> _Supplied data_
______________________________
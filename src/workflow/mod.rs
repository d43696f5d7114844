pub mod query_flow;

pub use query_flow::{AsyncExecutor, BlockingExecutor, ExecutorCore};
______________________________
Would you output the material above once more, exactly as given?

filename src/workflow/mod.rs
repository d43696f5d7114844
pub mod query_flow;

pub use query_flow::{AsyncExecutor, BlockingExecutor, ExecutorCore};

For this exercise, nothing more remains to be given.